What is needed
The listing below is to be output in its exact form.

-------- Excerpted records --------

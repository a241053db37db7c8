// dpg-cli/src/main.rs
//
// Entry point of the `dpgv4` binary: parses arguments, sets up logging,
// dispatches to the selected subcommand and maps errors to exit status 1.

use clap::Parser;
use dpg_cli::error::FAILURE_EXIT_CODE;
use dpg_cli::{Cli, Commands, logging, render_error, run_convert, run_info};
use std::process;

fn main() {
    let cli = Cli::parse();
    logging::init(cli.verbose);

    let result = match &cli.command {
        Commands::Convert(args) => run_convert(args, cli.json),
        Commands::Info(args) => run_info(args),
    };

    if let Err(e) = result {
        log::debug!("exiting after error: {e:?}");
        eprintln!("{}", render_error(&e));
        process::exit(FAILURE_EXIT_CODE);
    }
}
//! Project rows, filtered by the owning account.
//!
//! Deleting a project removes every child row explicitly, association
//! tables included, inside one transaction.

use chrono::NaiveDate;
use sqlx::{Row, SqlitePool};

use crate::error::{Error, Result};
use crate::models::Project;
use crate::store::parse_date;

const NOT_FOUND: &str = "Project not found.";

fn project_from_row(row: &sqlx::sqlite::SqliteRow) -> Result<Project> {
	let raw_date: String = row.try_get("start_date")?;
	Ok(Project {
		id: row.try_get("id")?,
		name: row.try_get("name")?,
		start_date: parse_date(&raw_date)?,
		account_id: row.try_get("account_id")?,
	})
}

pub async fn list(pool: &SqlitePool, account_id: i64) -> Result<Vec<Project>> {
	let rows = sqlx::query(
		"SELECT id, name, start_date, account_id FROM projects WHERE account_id = ? ORDER BY id",
	)
	.bind(account_id)
	.fetch_all(pool)
	.await?;
	rows.iter().map(project_from_row).collect()
}

pub async fn get(pool: &SqlitePool, account_id: i64, id: i64) -> Result<Project> {
	let row = sqlx::query(
		"SELECT id, name, start_date, account_id FROM projects WHERE id = ? AND account_id = ?",
	)
	.bind(id)
	.bind(account_id)
	.fetch_optional(pool)
	.await?;
	match row {
		Some(row) => project_from_row(&row),
		None => Err(Error::NotFound(NOT_FOUND.to_string())),
	}
}

pub async fn create(
	pool: &SqlitePool,
	account_id: i64,
	name: &str,
	start_date: NaiveDate,
) -> Result<Project> {
	let result = sqlx::query("INSERT INTO projects (name, start_date, account_id) VALUES (?, ?, ?)")
		.bind(name)
		.bind(start_date.to_string())
		.bind(account_id)
		.execute(pool)
		.await?;

	Ok(Project {
		id: result.last_insert_rowid(),
		name: name.to_string(),
		start_date,
		account_id,
	})
}

pub async fn update(
	pool: &SqlitePool,
	account_id: i64,
	id: i64,
	name: &str,
	start_date: NaiveDate,
) -> Result<Project> {
	let result =
		sqlx::query("UPDATE projects SET name = ?, start_date = ? WHERE id = ? AND account_id = ?")
			.bind(name)
			.bind(start_date.to_string())
			.bind(id)
			.bind(account_id)
			.execute(pool)
			.await?;
	if result.rows_affected() == 0 {
		return Err(Error::NotFound(NOT_FOUND.to_string()));
	}

	Ok(Project {
		id,
		name: name.to_string(),
		start_date,
		account_id,
	})
}

/// Deletes the project and everything under it: work packages, tasks,
/// deliverables, budget entries and both association tables.
pub async fn delete(pool: &SqlitePool, account_id: i64, id: i64) -> Result<()> {
	let mut tx = pool.begin().await?;

	let exists = sqlx::query("SELECT id FROM projects WHERE id = ? AND account_id = ?")
		.bind(id)
		.bind(account_id)
		.fetch_optional(&mut *tx)
		.await?;
	if exists.is_none() {
		return Err(Error::NotFound(NOT_FOUND.to_string()));
	}

	let scoped_wps = "SELECT id FROM work_packages WHERE project_id = ?";

	sqlx::query(&format!(
		"DELETE FROM budget_entries WHERE work_package_id IN ({})",
		scoped_wps
	))
	.bind(id)
	.execute(&mut *tx)
	.await?;

	sqlx::query(&format!(
		"DELETE FROM task_members WHERE task_id IN (SELECT id FROM tasks WHERE work_package_id IN ({}))",
		scoped_wps
	))
	.bind(id)
	.execute(&mut *tx)
	.await?;

	sqlx::query(&format!(
		"DELETE FROM tasks WHERE work_package_id IN ({})",
		scoped_wps
	))
	.bind(id)
	.execute(&mut *tx)
	.await?;

	sqlx::query(&format!(
		"DELETE FROM deliverables WHERE work_package_id IN ({})",
		scoped_wps
	))
	.bind(id)
	.execute(&mut *tx)
	.await?;

	sqlx::query(&format!(
		"DELETE FROM work_package_members WHERE work_package_id IN ({})",
		scoped_wps
	))
	.bind(id)
	.execute(&mut *tx)
	.await?;

	sqlx::query("DELETE FROM work_packages WHERE project_id = ?")
		.bind(id)
		.execute(&mut *tx)
		.await?;

	sqlx::query("DELETE FROM projects WHERE id = ?")
		.bind(id)
		.execute(&mut *tx)
		.await?;

	tx.commit().await?;
	Ok(())
}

--------

Finished task
repository a241053db37db7c8
// dpg-cli/src/main.rs
//
// Entry point of the `dpgv4` binary: parses arguments, sets up logging,
// dispatches to the selected subcommand and maps errors to exit status 1.

use clap::Parser;
use dpg_cli::error::FAILURE_EXIT_CODE;
use dpg_cli::{Cli, Commands, logging, render_error, run_convert, run_info};
use std::process;

fn main() {
    let cli = Cli::parse();
    logging::init(cli.verbose);

    let result = match &cli.command {
        Commands::Convert(args) => run_convert(args, cli.json),
        Commands::Info(args) => run_info(args),
    };

    if let Err(e) = result {
        log::debug!("exiting after error: {e:?}");
        eprintln!("{}", render_error(&e));
        process::exit(FAILURE_EXIT_CODE);
    }
}
//! Project rows, filtered by the owning account.
//!
//! Deleting a project removes every child row explicitly, association
//! tables included, inside one transaction.

use chrono::NaiveDate;
use sqlx::{Row, SqlitePool};

use crate::error::{Error, Result};
use crate::models::Project;
use crate::store::parse_date;

const NOT_FOUND: &str = "Project not found.";

fn project_from_row(row: &sqlx::sqlite::SqliteRow) -> Result<Project> {
	let raw_date: String = row.try_get("start_date")?;
	Ok(Project {
		id: row.try_get("id")?,
		name: row.try_get("name")?,
		start_date: parse_date(&raw_date)?,
		account_id: row.try_get("account_id")?,
	})
}

pub async fn list(pool: &SqlitePool, account_id: i64) -> Result<Vec<Project>> {
	let rows = sqlx::query(
		"SELECT id, name, start_date, account_id FROM projects WHERE account_id = ? ORDER BY id",
	)
	.bind(account_id)
	.fetch_all(pool)
	.await?;
	rows.iter().map(project_from_row).collect()
}

pub async fn get(pool: &SqlitePool, account_id: i64, id: i64) -> Result<Project> {
	let row = sqlx::query(
		"SELECT id, name, start_date, account_id FROM projects WHERE id = ? AND account_id = ?",
	)
	.bind(id)
	.bind(account_id)
	.fetch_optional(pool)
	.await?;
	match row {
		Some(row) => project_from_row(&row),
		None => Err(Error::NotFound(NOT_FOUND.to_string())),
	}
}

pub async fn create(
	pool: &SqlitePool,
	account_id: i64,
	name: &str,
	start_date: NaiveDate,
) -> Result<Project> {
	let result = sqlx::query("INSERT INTO projects (name, start_date, account_id) VALUES (?, ?, ?)")
		.bind(name)
		.bind(start_date.to_string())
		.bind(account_id)
		.execute(pool)
		.await?;

	Ok(Project {
		id: result.last_insert_rowid(),
		name: name.to_string(),
		start_date,
		account_id,
	})
}

pub async fn update(
	pool: &SqlitePool,
	account_id: i64,
	id: i64,
	name: &str,
	start_date: NaiveDate,
) -> Result<Project> {
	let result =
		sqlx::query("UPDATE projects SET name = ?, start_date = ? WHERE id = ? AND account_id = ?")
			.bind(name)
			.bind(start_date.to_string())
			.bind(id)
			.bind(account_id)
			.execute(pool)
			.await?;
	if result.rows_affected() == 0 {
		return Err(Error::NotFound(NOT_FOUND.to_string()));
	}

	Ok(Project {
		id,
		name: name.to_string(),
		start_date,
		account_id,
	})
}

/// Deletes the project and everything under it: work packages, tasks,
/// deliverables, budget entries and both association tables.
pub async fn delete(pool: &SqlitePool, account_id: i64, id: i64) -> Result<()> {
	let mut tx = pool.begin().await?;

	let exists = sqlx::query("SELECT id FROM projects WHERE id = ? AND account_id = ?")
		.bind(id)
		.bind(account_id)
		.fetch_optional(&mut *tx)
		.await?;
	if exists.is_none() {
		return Err(Error::NotFound(NOT_FOUND.to_string()));
	}

	let scoped_wps = "SELECT id FROM work_packages WHERE project_id = ?";

	sqlx::query(&format!(
		"DELETE FROM budget_entries WHERE work_package_id IN ({})",
		scoped_wps
	))
	.bind(id)
	.execute(&mut *tx)
	.await?;

	sqlx::query(&format!(
		"DELETE FROM task_members WHERE task_id IN (SELECT id FROM tasks WHERE work_package_id IN ({}))",
		scoped_wps
	))
	.bind(id)
	.execute(&mut *tx)
	.await?;

	sqlx::query(&format!(
		"DELETE FROM tasks WHERE work_package_id IN ({})",
		scoped_wps
	))
	.bind(id)
	.execute(&mut *tx)
	.await?;

	sqlx::query(&format!(
		"DELETE FROM deliverables WHERE work_package_id IN ({})",
		scoped_wps
	))
	.bind(id)
	.execute(&mut *tx)
	.await?;

	sqlx::query(&format!(
		"DELETE FROM work_package_members WHERE work_package_id IN ({})",
		scoped_wps
	))
	.bind(id)
	.execute(&mut *tx)
	.await?;

	sqlx::query("DELETE FROM work_packages WHERE project_id = ?")
		.bind(id)
		.execute(&mut *tx)
		.await?;

	sqlx::query("DELETE FROM projects WHERE id = ?")
		.bind(id)
		.execute(&mut *tx)
		.await?;

	tx.commit().await?;
	Ok(())
}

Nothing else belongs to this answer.